Articoli Precedenti: 
L’Informale: Lo spazialismo. Il taglio su una tela è un’opera d’arte?
L’Informale: le combustioni di Alberto Burri.

Oggi affronteremo la corrente Informale sotto l’aspetto gestuale. In Italia, questa corrente si può in parte associare con la Scuola Romana, un movimento caratterizzato da una figurazione bassa, tendente alla brutalità accennata di Dubuffet, che sposa l’Espressionismo e si ribella alla compostezza del Novecento. E’ influenzata dal linguaggio internazionale d’avanguardia, dal post-cubismo e raggiunge un compromesso astratto-concreto.

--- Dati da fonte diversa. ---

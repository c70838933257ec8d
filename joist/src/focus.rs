//! Roving focus over the items of a composite list.
//!
//! Only one item of a composite is a tab stop; arrow keys move that stop
//! between registered items in index order, skipping disabled ones.

use std::collections::HashSet;
use std::sync::{Arc, RwLock};

use serde::{Deserialize, Serialize};

use crate::handle::ElementHandle;
use crate::keys::Key;
use crate::registry::CompositeRegistry;

/// Layout axis of a composite.
#[derive(Debug, Clone, Copy, Default, PartialEq, Eq, Serialize, Deserialize)]
#[serde(rename_all = "kebab-case")]
pub enum Orientation {
    Horizontal,
    #[default]
    Vertical,
}

/// Text direction; flips horizontal arrows.
#[derive(Debug, Clone, Copy, Default, PartialEq, Eq, Serialize, Deserialize)]
#[serde(rename_all = "kebab-case")]
pub enum Direction {
    #[default]
    Ltr,
    Rtl,
}

/// How keys map to focus moves.
#[derive(Debug, Clone, Copy, PartialEq, Eq, Serialize)]
pub struct FocusPolicy {
    pub orientation: Orientation,
    pub direction: Direction,
    /// Wrap from the last item to the first and back.
    pub loop_focus: bool,
}

impl Default for FocusPolicy {
    fn default() -> Self {
        Self {
            orientation: Orientation::Vertical,
            direction: Direction::Ltr,
            loop_focus: true,
        }
    }
}

/// A relative focus move.
#[derive(Debug, Clone, Copy, PartialEq, Eq)]
pub enum FocusMove {
    Next,
    Prev,
    First,
    Last,
}

impl FocusMove {
    /// Map a key to a move under `policy`. Arrows across the orientation
    /// axis are ignored.
    pub fn from_key(key: Key, policy: &FocusPolicy) -> Option<Self> {
        let forward_back = |forward: bool| if forward { Self::Next } else { Self::Prev };
        match (key, policy.orientation) {
            (Key::Home, _) => Some(Self::First),
            (Key::End, _) => Some(Self::Last),
            (Key::ArrowDown, Orientation::Vertical) => Some(Self::Next),
            (Key::ArrowUp, Orientation::Vertical) => Some(Self::Prev),
            (Key::ArrowRight, Orientation::Horizontal) => {
                Some(forward_back(policy.direction == Direction::Ltr))
            }
            (Key::ArrowLeft, Orientation::Horizontal) => {
                Some(forward_back(policy.direction == Direction::Rtl))
            }
            _ => None,
        }
    }
}

#[derive(Debug, Default)]
struct FocusInner {
    current: Option<ElementHandle>,
    disabled: HashSet<ElementHandle>,
}

/// Roving tab stop bound to a [`CompositeRegistry`].
///
/// Cloning shares the focus state.
#[derive(Debug, Clone)]
pub struct RovingFocus {
    registry: CompositeRegistry,
    inner: Arc<RwLock<FocusInner>>,
}

impl RovingFocus {
    /// Create roving focus over `registry`.
    pub fn new(registry: CompositeRegistry) -> Self {
        Self {
            registry,
            inner: Arc::new(RwLock::new(FocusInner::default())),
        }
    }

    /// The registry this focus moves over.
    pub fn registry(&self) -> &CompositeRegistry {
        &self.registry
    }

    /// The item last focused, if still registered.
    pub fn current(&self) -> Option<ElementHandle> {
        let current = self.inner.read().ok().and_then(|inner| inner.current)?;
        self.registry.contains(&current).then_some(current)
    }

    /// Mark an item disabled or enabled.
    pub fn set_disabled(&self, handle: ElementHandle, disabled: bool) {
        if let Ok(mut inner) = self.inner.write() {
            if disabled {
                inner.disabled.insert(handle);
            } else {
                inner.disabled.remove(&handle);
            }
        }
    }

    /// Unregister an item and drop its focus state.
    pub fn unregister(&self, handle: &ElementHandle) -> Option<usize> {
        if let Ok(mut inner) = self.inner.write() {
            inner.disabled.remove(handle);
            if inner.current.as_ref() == Some(handle) {
                inner.current = None;
            }
        }
        self.registry.unregister(handle)
    }

    /// Number of items currently marked disabled.
    pub fn disabled_count(&self) -> usize {
        self.inner.read().map(|inner| inner.disabled.len()).unwrap_or(0)
    }

    /// Whether an item is disabled.
    pub fn is_disabled(&self, handle: &ElementHandle) -> bool {
        self.inner
            .read()
            .map(|inner| inner.disabled.contains(handle))
            .unwrap_or(false)
    }

    /// Focus an item directly (click or programmatic focus).
    /// Returns true if focus changed.
    pub fn focus(&self, handle: ElementHandle) -> bool {
        if !self.registry.contains(&handle) || self.is_disabled(&handle) {
            return false;
        }
        let Ok(mut inner) = self.inner.write() else {
            return false;
        };
        if inner.current == Some(handle) {
            return false;
        }
        inner.current = Some(handle);
        true
    }

    /// The single tab stop: the current item when it is still registered and
    /// enabled, otherwise the first enabled item.
    pub fn tab_stop(&self) -> Option<ElementHandle> {
        if let Some(current) = self.current()
            && !self.is_disabled(&current)
        {
            return Some(current);
        }
        self.enabled().first().copied()
    }

    /// `tabindex` for an item: 0 for the tab stop, -1 for the rest.
    pub fn tab_index(&self, handle: &ElementHandle) -> i32 {
        if self.tab_stop().as_ref() == Some(handle) {
            0
        } else {
            -1
        }
    }

    /// Handle a key. Returns the newly focused item if focus moved.
    pub fn handle_key(&self, key: Key, policy: &FocusPolicy) -> Option<ElementHandle> {
        let movement = FocusMove::from_key(key, policy)?;
        self.move_focus(movement, policy.loop_focus)
    }

    /// Move focus. Returns the newly focused item if focus moved.
    pub fn move_focus(&self, movement: FocusMove, loop_focus: bool) -> Option<ElementHandle> {
        let enabled = self.enabled();
        if enabled.is_empty() {
            return None;
        }
        let position = self
            .current()
            .and_then(|current| enabled.iter().position(|h| *h == current));

        let target = match (movement, position) {
            (FocusMove::First, _) | (FocusMove::Next, None) => enabled[0],
            (FocusMove::Last, _) | (FocusMove::Prev, None) => enabled[enabled.len() - 1],
            (FocusMove::Next, Some(i)) if i + 1 < enabled.len() => enabled[i + 1],
            (FocusMove::Next, Some(_)) if loop_focus => enabled[0],
            (FocusMove::Prev, Some(i)) if i > 0 => enabled[i - 1],
            (FocusMove::Prev, Some(_)) if loop_focus => enabled[enabled.len() - 1],
            _ => return None,
        };

        let Ok(mut inner) = self.inner.write() else {
            return None;
        };
        if inner.current == Some(target) {
            return None;
        }
        inner.current = Some(target);
        log::debug!("Focus moved to {} ({:?})", target, movement);
        Some(target)
    }

    /// Registered, enabled items in index order.
    fn enabled(&self) -> Vec<ElementHandle> {
        let disabled = self
            .inner
            .read()
            .map(|inner| inner.disabled.clone())
            .unwrap_or_default();
        self.registry
            .handles()
            .into_iter()
            .filter(|h| !disabled.contains(h))
            .collect()
    }
}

Afro Basaldella, Angelica, 1964

A questa “Scuola” aderisce anche un pittore friulano, nato a Udine nel 1912, Afro Basaldella.
La sua formazione avviene tra Firenze e Venezia ma la sua pittura si plasma per la maggior parte grazie alle sue incursioni romane tra la fine degli anni ’20 e gli anni ’30, periodo in cui aderisce, come sopra citato, alla Scuola Romana. Nella seconda metà degli anni ‘40 si avvicina al Cubismo e sviluppa una particolare sensibilità nei confronti di una sintesi lineare e coloristica. Punto in comune con gli altri artisti italiani esponenti della corrente Informale gestuale, come sopra scritto. Ciò che però condiziona e rende caratteristica la sua arte è la contaminazione e la giunzione con l’arte americana.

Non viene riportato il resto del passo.